Base normativa e precedentes
- Art. 170, CF/88 — princípio da livre iniciativa e da ordem econômica, relevante para avaliar incentivos ao desenvolvimento de mercados e atuação de instituições financeiras.
- Art. 225, CF/88 — dever do Poder Público de proteger o meio ambiente, que fundamenta a natureza pública-privada do objetivo dos créditos de carbono.
- Lei 6.404/1976 (Lei das S.A.) — regras societárias e de governança aplicáveis a bancos que atuam no exterior via sociedades abertas e controladas.
- Código Tributário Nacional (Lei 5.172/1966) — dispositivos sobre tratamento tributário de operações transfronteiriças que podem incidir sobre instrumentos financeiros ambientais (aplicável conforme cada operação).
- Base regulatória prudencial e normas do Banco Central — normas de capitais, gerenciamento de risco e supervisão que têm impacto direto sobre operações internacionais de bancos (mencionadas como matriz regulatória a ser observada).
- Jurisprudência consolidada do tribunal competente sobre a aplicação extraterritorial de normas prudenciais e sobre a responsabilização de instituições financeiras em operações complexas (referência genérica à necessidade de harmonização entre decisões e supervisões).
Impacto prático
- Para bancos e instituições financeiras: amplia oportunidades de negócios em finanças sustentáveis, mas impõe maiores exigências de compliance, due diligence ambiental e gestão de risco cambial e de mercado. Instituições devem preparar estruturas de custódia e liquidação compatíveis com padrões internacionais.

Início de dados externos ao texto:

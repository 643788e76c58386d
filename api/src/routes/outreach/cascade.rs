use super::*;

/// Everything the precedence decision needs from the message-history store,
/// probed up front (with the fail-open policy applied inside
/// `crate::history`). Gates that were never probed stay at their blocking
/// defaults, which is safe because probing stops only once an earlier
/// category is guaranteed to fire.
#[derive(Debug, Clone, Default, PartialEq)]
pub(super) struct CascadeSnapshot {
    /// Any send today, regardless of category
    pub sent_today: bool,
    /// Onboarding cooldown (24h) clear — only probed when the flag is set
    pub onboarding_clear: bool,
    /// a8 cooldown (72h) clear
    pub a8_clear: bool,
    /// socle cooldown (7×24h) clear
    pub socle_clear: bool,
    /// Last N socle keys, newest first (N = rotation length)
    pub socle_recent: Vec<String>,
    /// a6 sends since the most recent Monday 00:00 UTC
    pub a6_quota_used: i64,
    /// a6 cooldown (48h) clear
    pub a6_clear: bool,
}

/// The proactive outreach decision cascade: strictly precedence-ordered,
/// short-circuiting on the first category that fires, pure over its inputs.
/// At most one decision per user per calendar day; proactive outreach never
/// competes with an open reactive conversation.
pub(super) fn select_outreach(
    window_state: WindowState,
    due_bilan: bool,
    onboarding_incomplete: bool,
    snapshot: &CascadeSnapshot,
) -> DecideOutreachResponse {
    if snapshot.sent_today {
        return DecideOutreachResponse::skip(SkipReason::AlreadySentToday);
    }
    if window_state == WindowState::Open {
        return DecideOutreachResponse::skip(SkipReason::WindowOpen);
    }
    if onboarding_incomplete && snapshot.onboarding_clear {
        return DecideOutreachResponse::send(catalog::ONBOARDING_FOLLOWUP_KEY, Category::Onboarding);
    }
    // Due-ness is itself rate-limited upstream, so bilan has no cooldown here.
    if due_bilan {
        return DecideOutreachResponse::send(catalog::BILAN_INVITE_KEY, Category::Bilan);
    }
    if snapshot.a8_clear {
        return DecideOutreachResponse::send(catalog::A8_ACTION_CHECK_KEY, Category::A8);
    }
    if snapshot.socle_clear {
        if let Some(key) = rotation::next_in_rotation(catalog::SOCLE_KEYS, &snapshot.socle_recent) {
            return DecideOutreachResponse::send(key, Category::Socle);
        }
    }
    if snapshot.a6_quota_used < catalog::A6_WEEKLY_QUOTA && snapshot.a6_clear {
        return DecideOutreachResponse::send(catalog::A6_INSPIRATION_KEY, Category::A6);
    }
    DecideOutreachResponse::send(catalog::A5_FALLBACK_KEY, Category::A5Fallback)
}
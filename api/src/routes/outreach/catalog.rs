//! Immutable template catalog: category → key sets and per-category rate
//! rules. Loaded once at compile time and never mutated; template copy
//! itself lives with the delivery subsystem.

pub(super) const ONBOARDING_FOLLOWUP_KEY: &str = "onboarding_suite";
pub(super) const BILAN_INVITE_KEY: &str = "bilan_invite";
pub(super) const A8_ACTION_CHECK_KEY: &str = "a8_action_check";
pub(super) const A6_INSPIRATION_KEY: &str = "a6_inspiration";
pub(super) const A5_FALLBACK_KEY: &str = "a5_checkin";

pub(super) const ONBOARDING_KEYS: &[&str] = &[ONBOARDING_FOLLOWUP_KEY];
pub(super) const A8_KEYS: &[&str] = &[A8_ACTION_CHECK_KEY];
pub(super) const A6_KEYS: &[&str] = &[A6_INSPIRATION_KEY];

/// Socle prompts rotate in this order; every key is covered once before any
/// repeat.
pub(super) const SOCLE_KEYS: &[&str] = &[
    "socle_energie",
    "socle_sommeil",
    "socle_stress",
    "socle_relations",
    "socle_sens",
    "socle_fiertes",
];

pub(super) const ONBOARDING_COOLDOWN_HOURS: i64 = 24;
pub(super) const A8_COOLDOWN_HOURS: i64 = 72;
pub(super) const SOCLE_COOLDOWN_HOURS: i64 = 7 * 24;
pub(super) const A6_COOLDOWN_HOURS: i64 = 48;

/// Max a6 sends per calendar week (anchored to Monday 00:00 UTC).
pub(super) const A6_WEEKLY_QUOTA: i64 = 2;

#[cfg(test)]
mod tests {
    use super::*;
    use std::collections::HashSet;

    #[test]
    fn template_keys_are_unique_across_categories() {
        let mut seen = HashSet::new();
        let all: [&[&str]; 6] = [
            ONBOARDING_KEYS,
            &[BILAN_INVITE_KEY],
            A8_KEYS,
            SOCLE_KEYS,
            A6_KEYS,
            &[A5_FALLBACK_KEY],
        ];
        for key in all.iter().flat_map(|keys| keys.iter()) {
            assert!(seen.insert(*key), "duplicate template key: {key}");
        }
    }

    #[test]
    fn socle_rotation_has_six_keys() {
        assert_eq!(SOCLE_KEYS.len(), 6);
    }
}
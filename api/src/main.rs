use std::net::SocketAddr;

use axum::Router;
use serde::Serialize;
use sqlx::postgres::PgPoolOptions;
use tower::ServiceBuilder;
use tower_http::cors::CorsLayer;
use tower_http::trace::TraceLayer;
use tracing_subscriber::{layer::SubscriberExt, util::SubscriberInitExt};
use utoipa::OpenApi;
use utoipa_swagger_ui::SwaggerUi;

mod error;
mod extract;
mod history;
mod routes;
mod state;
mod trace;

#[derive(OpenApi)]
#[openapi(
    info(
        title = "Relance API",
        version = "0.1.0",
        description = "Proactive outreach decisions for the coaching product: which message (if any) to send each user today, and how to read their reply to a pending checkup invitation."
    ),
    paths(
        routes::health::health_check,
        routes::outreach::decide_outreach,
        routes::checkup::resolve_checkup,
    ),
    components(schemas(
        HealthResponse,
        relance_core::error::ApiError,
        relance_core::outreach::Category,
        relance_core::outreach::WindowState,
        relance_core::outreach::SkipReason,
        relance_core::outreach::OutreachDecision,
        relance_core::outreach::DecideOutreachRequest,
        relance_core::outreach::DecideOutreachResponse,
        relance_core::checkup::CheckupOutcome,
        relance_core::checkup::ResolutionVia,
        relance_core::checkup::CheckupResolution,
        relance_core::checkup::SignalStatus,
        relance_core::checkup::PendingResolutionSignal,
        relance_core::checkup::ResolveCheckupRequest,
        relance_core::checkup::ResolveCheckupResponse,
    ))
)]
struct ApiDoc;

#[derive(Serialize, utoipa::ToSchema)]
pub struct HealthResponse {
    pub status: String,
    pub version: String,
}

#[tokio::main]
async fn main() {
    // Load .env if present (dev only)
    let _ = dotenvy::dotenv();

    // Structured JSON logging
    tracing_subscriber::registry()
        .with(
            tracing_subscriber::EnvFilter::try_from_default_env()
                .unwrap_or_else(|_| "relance_api=debug,tower_http=debug".into()),
        )
        .with(tracing_subscriber::fmt::layer().json())
        .init();

    // Database connection
    let database_url = std::env::var("DATABASE_URL").expect("DATABASE_URL must be set");

    let pool = PgPoolOptions::new()
        .max_connections(20)
        .connect(&database_url)
        .await
        .expect("Failed to connect to database");

    // Run migrations
    sqlx::migrate!("../migrations")
        .run(&pool)
        .await
        .expect("Failed to run migrations");

    let app_state = state::AppState { db: pool };

    let app = Router::new()
        .merge(SwaggerUi::new("/swagger-ui").url("/api-doc/openapi.json", ApiDoc::openapi()))
        .merge(routes::health::router())
        .merge(routes::outreach::router())
        .merge(routes::checkup::router())
        .layer(
            ServiceBuilder::new()
                .layer(TraceLayer::new_for_http())
                .layer(CorsLayer::permissive()),
        )
        .with_state(app_state);

    let port: u16 = std::env::var("PORT")
        .ok()
        .and_then(|p| p.parse().ok())
        .unwrap_or(3000);

    let addr = SocketAddr::from(([0, 0, 0, 0], port));
    tracing::info!("Relance API listening on {}", addr);

    let listener = tokio::net::TcpListener::bind(addr).await.unwrap();
    axum::serve(listener, app.into_make_service()).await.unwrap();
}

- Para emissores e desenvolvedores de projetos de mitigação: maior acesso a fontes de financiamento e a instrumentos de hedge, potencial redução do custo de capital; contudo, aumenta a necessidade de certificação robusta e rastreabilidade dos créditos para atrair investidores institucionais.
- Para reguladores e supervisores: necessidade de cooperar internacionalmente, calibrar normas prudenciais e incorporar salvaguardas que preservem a integridade ambiental dos créditos (evitando dupla contagem e greenwashing) e a estabilidade financeira.
- Para investidores institucionais e fundos: surgem mais opções de alocação em ativos ambientais brasileiros, com ganhos de liquidez, mas com exposição a riscos regulatórios e de governança que exigem políticas de investimento mais rigorosas.
O que observar
- Harmonização regulatória: será necessário alinhar padrões de registro, verificação e rastreabilidade do SBCE com padrões internacionais para evitar arbitragem e garantir confiança de investidores externos.
- Supervisão prudencial transfronteiriça: controles sobre exposição cambial, liquidez e risco sistêmico devem ser adaptados para operações que conectam o SBCE a mercados maiores.
- Risco de financeirização: instrumentos devem preservar o objetivo climático; o desenho regulatório pode limitar operações puramente especulativas (por exemplo, regras de posição, requisitos de transparência e exigência de contrapartida econômica real).
- Requisitos de governança e compliance: bancos que internacionalizam terão de integrar due diligence ambiental e social em fluxos de crédito e em estruturas de custódia de créditos de carbono.
- Próximos passos regulatórios: o aperfeiçoamento do SBCE, normativos do Banco Central e eventuais normas sobre trading e custódia de créditos serão cruciais; modulações ou medidas transitórias podem ser necessárias para proteger mercados em formação.
Conclusão: a internacionalização dos bancos brasileiros amplia significativamente a capacidade financeira do país de atrair capital para a transição de baixo carbono e de profissionalizar o mercado de créditos de carbono. Ao mesmo tempo, exige resposta regulatória coordenada para mitigar riscos de volatilidade, arbitragem e perda de integridade ambiental. Advogados, reguladores e participantes de mercado precisam trabalhar em sincronia para que a integração ao mercado global seja fonte de financiamento climático efetivo e não apenas de financeirização especulativa.